Non-GAAP Supplemental Measures: NOI and Cash NOI
Net operating income (“NOI”) is a non-GAAP measure which includes the revenue and expense directly attributable to our real estate properties. NOI is calculated as rental income less property expenses (before interest expense, depreciation and amortization).
We use NOI as a supplemental performance measure because, in excluding real estate depreciation and amortization expense, general and administrative expenses, interest expense, gains (or losses) on sale of real estate and other non-operating items, it provides a performance measure that, when compared year over year, captures trends in occupancy rates, rental rates and operating costs.

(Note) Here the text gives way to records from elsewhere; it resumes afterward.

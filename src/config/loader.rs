//! Configuration loading: `.env`, TOML file, then environment overrides.

use std::path::{Path, PathBuf};

use thiserror::Error;
use tracing::debug;

use super::Settings;

/// Config file looked up in the working directory when no path is given.
pub const DEFAULT_CONFIG_FILENAME: &str = "orderscout.toml";

#[derive(Debug, Error)]
pub enum ConfigError {
    #[error("Failed to read config file {path:?}: {source}")]
    Read {
        path: PathBuf,
        #[source]
        source: std::io::Error,
    },

    #[error("Invalid config file {path:?}: {source}")]
    Parse {
        path: PathBuf,
        #[source]
        source: toml::de::Error,
    },
}

/// Options for loading settings.
#[derive(Debug, Clone, Default)]
pub struct LoadOptions {
    /// Explicit config file path (overrides auto-discovery). Must exist.
    pub config_path: Option<PathBuf>,
    /// Skip environment variable overrides.
    pub ignore_env: bool,
}

/// Load settings according to `options`.
pub fn load_settings(options: &LoadOptions) -> Result<Settings, ConfigError> {
    let settings = match &options.config_path {
        Some(path) => read_file(path)?,
        None => {
            let candidate = PathBuf::from(DEFAULT_CONFIG_FILENAME);
            if candidate.exists() {
                read_file(&candidate)?
            } else {
                debug!("No {} found, using defaults", DEFAULT_CONFIG_FILENAME);
                Settings::default()
            }
        }
    };

    Ok(if options.ignore_env {
        settings
    } else {
        settings.with_env_overrides()
    })
}

fn read_file(path: &Path) -> Result<Settings, ConfigError> {
    let content = std::fs::read_to_string(path).map_err(|source| ConfigError::Read {
        path: path.to_path_buf(),
        source,
    })?;
    let settings = toml::from_str(&content).map_err(|source| ConfigError::Parse {
        path: path.to_path_buf(),
        source,
    })?;
    debug!("Loaded config from {:?}", path);
    Ok(settings)
}
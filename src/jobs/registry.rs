//! Job bookkeeping: submission, lookup, cancellation and reaping.

use std::collections::HashMap;
use std::sync::{Arc, Mutex, MutexGuard};
use std::time::Duration;

use chrono::Utc;
use serde::Serialize;
use tracing::{debug, info};

use super::job::{ScrapeJob, MSG_FROM_CACHE};
use super::runner::JobRunner;
use crate::config::JobConfig;
use crate::error::DateError;
use crate::models::{JobState, JobStatus, ScrapeResult};
use crate::services::calendar::{Calendar, ValidatedDate};

/// Acknowledgement returned by [`JobRegistry::submit`].
#[derive(Debug, Clone, PartialEq, Eq, Serialize)]
pub struct SubmitReceipt {
    pub job_id: String,
    /// `dd/mm/yyyy`
    pub date: String,
    pub readable_date: String,
    /// An unfinished job for the same date was reused.
    pub reused: bool,
    pub from_cache: bool,
}

/// Outcome of a result lookup.
#[derive(Debug, Clone)]
pub enum JobResult {
    Ready(Arc<ScrapeResult>),
    NotReady,
    Failed(String),
    Stopped,
    NotFound,
}

#[derive(Default)]
struct RegistryState {
    jobs: HashMap<String, Arc<ScrapeJob>>,
    /// Display date -> id of its Pending or Running job.
    in_flight: HashMap<String, String>,
}

/// Releases a date's in-flight slot when its job task ends, panics included.
struct InFlightGuard {
    state: Arc<Mutex<RegistryState>>,
    date: String,
    job_id: String,
}

impl Drop for InFlightGuard {
    fn drop(&mut self) {
        let mut state = self.state.lock().unwrap_or_else(|e| e.into_inner());
        if state.in_flight.get(&self.date) == Some(&self.job_id) {
            state.in_flight.remove(&self.date);
        }
    }
}

/// Tracks every job and enforces one unfinished job per date.
///
/// The registry lock is never held while a job's own lock is taken.
pub struct JobRegistry {
    state: Arc<Mutex<RegistryState>>,
    runner: Arc<JobRunner>,
    calendar: Calendar,
    retention: Duration,
    max_error_chars: usize,
}

impl JobRegistry {
    pub fn new(runner: Arc<JobRunner>, calendar: Calendar, config: &JobConfig) -> Self {
        Self {
            state: Arc::new(Mutex::new(RegistryState::default())),
            runner,
            calendar,
            retention: Duration::from_secs(config.retention_minutes * 60),
            max_error_chars: config.max_error_chars,
        }
    }

    fn lock(&self) -> MutexGuard<'_, RegistryState> {
        self.state.lock().unwrap_or_else(|e| e.into_inner())
    }

    fn receipt(job_id: &str, date: &ValidatedDate, reused: bool, from_cache: bool) -> SubmitReceipt {
        SubmitReceipt {
            job_id: job_id.to_string(),
            date: date.display.clone(),
            readable_date: date.readable.clone(),
            reused,
            from_cache,
        }
    }

    /// Start (or reuse) a job for `date` (`YYYY-MM-DD`). Expired jobs are
    /// reaped first.
    ///
    /// Must be called from within a tokio runtime.
    pub fn submit(&self, date: &str) -> Result<SubmitReceipt, DateError> {
        let date = self.calendar.validate(date)?;
        self.reap_expired();

        if let Some(existing) = self.lock().in_flight.get(&date.display).cloned() {
            debug!("Reusing job {} for {}", existing, date.display);
            return Ok(Self::receipt(&existing, &date, true, false));
        }

        if let Some(cached) = self.runner.cache().get(&date) {
            let job = Arc::new(ScrapeJob::new(date.clone(), self.max_error_chars));
            job.complete(cached, MSG_FROM_CACHE);
            let id = job.id().to_string();
            self.lock().jobs.insert(id.clone(), job);
            info!("Served {} from cache as job {}", date.display, id);
            return Ok(Self::receipt(&id, &date, false, true));
        }

        let job = {
            let mut state = self.lock();
            if let Some(existing) = state.in_flight.get(&date.display).cloned() {
                return Ok(Self::receipt(&existing, &date, true, false));
            }
            let job = Arc::new(ScrapeJob::new(date.clone(), self.max_error_chars));
            state.jobs.insert(job.id().to_string(), Arc::clone(&job));
            state
                .in_flight
                .insert(date.display.clone(), job.id().to_string());
            job
        };

        let guard = InFlightGuard {
            state: Arc::clone(&self.state),
            date: date.display.clone(),
            job_id: job.id().to_string(),
        };
        let runner = Arc::clone(&self.runner);
        let task_job = Arc::clone(&job);
        tokio::spawn(async move {
            let _guard = guard;
            runner.run(&task_job).await;
        });

        info!("Started job {} for {}", job.id(), date.display);
        Ok(Self::receipt(job.id(), &date, false, false))
    }

    fn get(&self, job_id: &str) -> Option<Arc<ScrapeJob>> {
        self.lock().jobs.get(job_id).cloned()
    }

    pub fn status(&self, job_id: &str) -> Option<JobStatus> {
        self.get(job_id).map(|job| job.snapshot())
    }

    pub fn result(&self, job_id: &str) -> JobResult {
        let Some(job) = self.get(job_id) else {
            return JobResult::NotFound;
        };
        let status = job.snapshot();
        match status.state {
            JobState::Completed => match job.result() {
                Some(result) => JobResult::Ready(result),
                None => JobResult::NotReady,
            },
            JobState::Failed => JobResult::Failed(status.error.unwrap_or_default()),
            JobState::Stopped => JobResult::Stopped,
            JobState::Pending | JobState::Running => JobResult::NotReady,
        }
    }

    /// Request cancellation. False when the job is unknown or already
    /// finished.
    pub fn cancel(&self, job_id: &str) -> bool {
        match self.get(job_id) {
            Some(job) => job.request_cancel(),
            None => false,
        }
    }

    pub fn list(&self) -> Vec<JobStatus> {
        let jobs: Vec<Arc<ScrapeJob>> = self.lock().jobs.values().cloned().collect();
        let mut statuses: Vec<JobStatus> = jobs.iter().map(|j| j.snapshot()).collect();
        statuses.sort_by(|a, b| a.started_at.cmp(&b.started_at));
        statuses
    }

    /// Drop terminal jobs finished longer ago than the retention window.
    pub fn reap_expired(&self) -> usize {
        let jobs: Vec<Arc<ScrapeJob>> = self.lock().jobs.values().cloned().collect();
        let retention = chrono::Duration::from_std(self.retention).unwrap_or(chrono::Duration::MAX);
        let cutoff = Utc::now().checked_sub_signed(retention);

        let expired: Vec<String> = jobs
            .iter()
            .filter_map(|job| {
                let status = job.snapshot();
                let finished = status.finished_at?;
                let old = cutoff.map(|c| finished <= c).unwrap_or(false);
                (status.state.is_terminal() && old).then(|| job.id().to_string())
            })
            .collect();

        if !expired.is_empty() {
            let mut state = self.lock();
            for id in &expired {
                state.jobs.remove(id);
            }
            debug!("Reaped {} expired jobs", expired.len());
        }
        expired.len()
    }
}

We also believe that NOI will be useful to investors as a basis to compare our operating performance with that of other REITs. However, because NOI excludes depreciation and amortization expense and captures neither the changes in the value of our properties that result from use or market conditions, nor the level of capital expenditures and leasing commissions necessary to maintain the operating performance of our properties (all of which have real economic effect and could materially impact our results from operations), the utility of NOI as a measure of our performance is limited. Other equity REITs may not calculate NOI in a similar manner and, accordingly, our NOI may not be comparable to such other REITs’ NOI. Accordingly, NOI should be considered only as a supplement to net income as a measure of our performance. NOI should not be used as a measure of our liquidity, nor is it indicative of funds available to fund our cash needs. NOI should not be used as a substitute for cash flow from operating activities in accordance with GAAP.
NOI on a cash-basis (“Cash NOI”) is a non-GAAP measure, which we calculate by adding or subtracting the following items from NOI: (i) amortization of above/(below) market lease intangibles and amortization of other deferred rent resulting from sale leaseback transactions with below market leaseback payments and (ii) straight-line rental revenue adjustments. We use Cash NOI, together with NOI, as a supplemental performance measure. Cash NOI should not be used as a measure of our liquidity, nor is it indicative of funds available to fund our cash needs. Cash NOI should not be used as a substitute for cash flow from operating activities computed in accordance with GAAP.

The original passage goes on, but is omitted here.